Gallagher screamed in surprise as a tiny particle of white phosphorous sizzled through his sleeve and became embedded in his skin.

He ran to the sink and slapped a soaking wet cloth over the smoking hole while he frantically squeezed and pinched the burning flesh until the tiny grain finally popped loose. He dropped the cloth in the sink and cursed aloud.

He knew what that stuff did to flesh. It didn’t just burn you, it burned
through
you. He had witnessed it first hand . . . hell, oftentimes it had been
by
his hand . . . and it was one of the worst ways to die he could imagine.

Maybe Bone was right to kill Ronson, he thought. Stupid fuck had obviously kept a stash of military-grade weapons at his house. And not only had he handed them over to Wallace, he had also led the driver directly to this door.

Smoke filled the room, blinding him, but it was dissipating through the house and disappearing almost as quickly as it had arrived. A phosphorous grenade only burns for sixty seconds. Plenty of time for a trained man, but the drivers were pussies. They were probably still awestruck by the pretty smoke.

Gallagher grinned and reached for his weapon. He frowned. The weight was off. Too light. Six pounds, practically on the nose. He cursed himself, cursed the rust and the drink. In the sand he was a force not to be messed with, but out here, with nothing but woods and silence and
fucking rain
, his edge had dulled.

That’s why Bone hadn’t been afraid. Black bastard was keeping track; knew his magazine had run dry.
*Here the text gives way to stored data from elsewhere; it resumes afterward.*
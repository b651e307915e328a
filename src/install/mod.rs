// SPDX-License-Identifier: AGPL-3.0-or-later
//! Provisioning pipeline
//!
//! Everything needed to turn this machine into a server member of the
//! coordination-service cluster: the shared installation context, the fixed
//! script catalog, and the orchestrator that runs the steps in order.

mod context;
mod installer;
mod scripts;

pub use context::{derive_server_count, parse_peer_ips, InstallContext};
pub use installer::{InstallState, Installer};
pub use scripts::ScriptCatalog;
// SPDX-License-Identifier: AGPL-3.0-or-later
//! Fixed locations of the provisioning scripts
//!
//! Every script path and URL is a compile-time constant; nothing here is
//! configurable per invocation. The bootstrap package is expected to create
//! [`SCRIPTS_DIR`] and place the remaining scripts inside it.

/// Remote location of the bootstrap package.
pub const BOOTSTRAP_URL: &str =
    "https://raw.githubusercontent.com/quorumup/quorumup/master/scripts/bootstrap.sh";

/// Local filename the bootstrap package is fetched to. Transient: always
/// removed after the bootstrap step, whatever its outcome.
pub const BOOTSTRAP_ARTIFACT: &str = "bootstrap.sh";

/// Directory the bootstrap package must create on success.
pub const SCRIPTS_DIR: &str = "/etc/quorumup.d/scripts";

/// Installer for the coordination service itself.
pub const INSTALL_SERVER_SCRIPT: &str = "/etc/quorumup.d/scripts/install_server.sh";

/// Prints the machine's private IP address on its first output line.
pub const GET_PRIVATE_IP_SCRIPT: &str = "/etc/quorumup.d/scripts/get_private_ip.sh";

/// Marks this node as a server member of the cluster.
pub const SET_SERVER_ROLE_SCRIPT: &str = "/etc/quorumup.d/scripts/set_server_role.sh";

/// Starts the coordination service under the host's service manager.
pub const START_SERVER_SCRIPT: &str = "/etc/quorumup.d/scripts/start_server.sh";

/// Resolved script locations for one provisioning run.
///
/// Defaults to the constants above. Tests substitute temporary paths; the
/// CLI never exposes these.
#[derive(Debug, Clone)]
pub struct ScriptCatalog {
    pub bootstrap_url: String,
    pub bootstrap_artifact: String,
    pub scripts_dir: String,
    pub install_server: String,
    pub get_private_ip: String,
    pub set_server_role: String,
    pub start_server: String,
}

impl Default for ScriptCatalog {
    fn default() -> Self {
        Self {
            bootstrap_url: BOOTSTRAP_URL.to_string(),
            bootstrap_artifact: BOOTSTRAP_ARTIFACT.to_string(),
            scripts_dir: SCRIPTS_DIR.to_string(),
            install_server: INSTALL_SERVER_SCRIPT.to_string(),
            get_private_ip: GET_PRIVATE_IP_SCRIPT.to_string(),
            set_server_role: SET_SERVER_ROLE_SCRIPT.to_string(),
            start_server: START_SERVER_SCRIPT.to_string(),
        }
    }
}

#[cfg(test)]
mod tests {
    use super::*;

    #[test]
    fn test_default_catalog_uses_constants() {
        let catalog = ScriptCatalog::default();
        assert_eq!(catalog.bootstrap_url, BOOTSTRAP_URL);
        assert_eq!(catalog.bootstrap_artifact, BOOTSTRAP_ARTIFACT);
        assert_eq!(catalog.scripts_dir, SCRIPTS_DIR);
    }

    #[test]
    fn test_scripts_live_under_scripts_dir() {
        for script in [
            INSTALL_SERVER_SCRIPT,
            GET_PRIVATE_IP_SCRIPT,
            SET_SERVER_ROLE_SCRIPT,
            START_SERVER_SCRIPT,
        ] {
            assert!(script.starts_with(SCRIPTS_DIR));
        }
    }
}
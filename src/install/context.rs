// SPDX-License-Identifier: AGPL-3.0-or-later
//! Shared installation context and cluster-size derivation
//!
//! One [`InstallContext`] exists per run. It is owned by the orchestrator,
//! handed to each step by reference, and discarded when the process exits.

/// Data shared across provisioning steps.
#[derive(Debug, Clone)]
pub struct InstallContext {
    /// Addresses of the other cluster members, excluding this machine.
    /// Parsed once from the operator-supplied flag; immutable afterwards.
    /// Address syntax is not validated here; values pass through verbatim.
    pub peer_ips: Vec<String>,

    /// This machine's address. Empty until resolved, then fixed for the
    /// remainder of the run.
    pub self_ip: String,

    /// Total cluster members including this machine. Zero until the
    /// derivation step runs, then positive; never supplied directly.
    pub server_count: usize,
}

impl InstallContext {
    /// Build a context from the raw operator-supplied flag values.
    pub fn new(member_ips: &str, self_ip: &str) -> Self {
        Self {
            peer_ips: parse_peer_ips(member_ips),
            self_ip: self_ip.trim().to_string(),
            server_count: 0,
        }
    }
}

/// Split a comma-separated address list, trimming entries and discarding
/// empty ones. A blank or whitespace-only input yields an empty list.
pub fn parse_peer_ips(member_ips: &str) -> Vec<String> {
    member_ips
        .split(',')
        .map(str::trim)
        .filter(|entry| !entry.is_empty())
        .map(String::from)
        .collect()
}

/// Total server count for the cluster: 1 when this machine has no peers,
/// otherwise the peer count plus this machine.
pub fn derive_server_count(peer_ips: &[String]) -> usize {
    if peer_ips.is_empty() {
        1
    } else {
        peer_ips.len() + 1
    }
}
Gallagher moved effortlessly through the smoke to the kitchen table. A blind Marine was still a deadly Marine. He didn’t need sight to do what needed to be done. He knew the workings of his weapon better than the curves of his own wife.

At the table, he rummaged in the canvas bag for a fresh magazine. There were only two left. He had already gone through four.

Gallagher dumped the spent magazine on the floor and snapped in a fresh one. He enjoyed the sound as it clicked home.

Locked and loaded, muthafucker!

You scared now? You fucking should be
.

Gallagher squatted down and scanned the room. Hot smoke rose as cool air rushed in through the broken windows to restore balance. From beneath the table, the room was dim but smoke free. Gallagher inhaled deeply. The air was sweet, fresh, a tang of salt and cedar.

Bone’s discarded sniper rifle lay on the floor surrounded by an abstract puddle of broken glass. No blood. No body. He would be in his element. In close quarters, Bone always used a knife.

Gallagher checked his M4 was still set to fire rapid three-round bursts rather than single-shot semi-auto. Naturally, it was. His ingrained soldier’s instincts and training were still moving faster than his conscious mind. The difference, as any drill instructor would tell you, between life and death.

He moved through the doorway beside the broken windows that separated the small kitchen from the larger dining room and connected living area.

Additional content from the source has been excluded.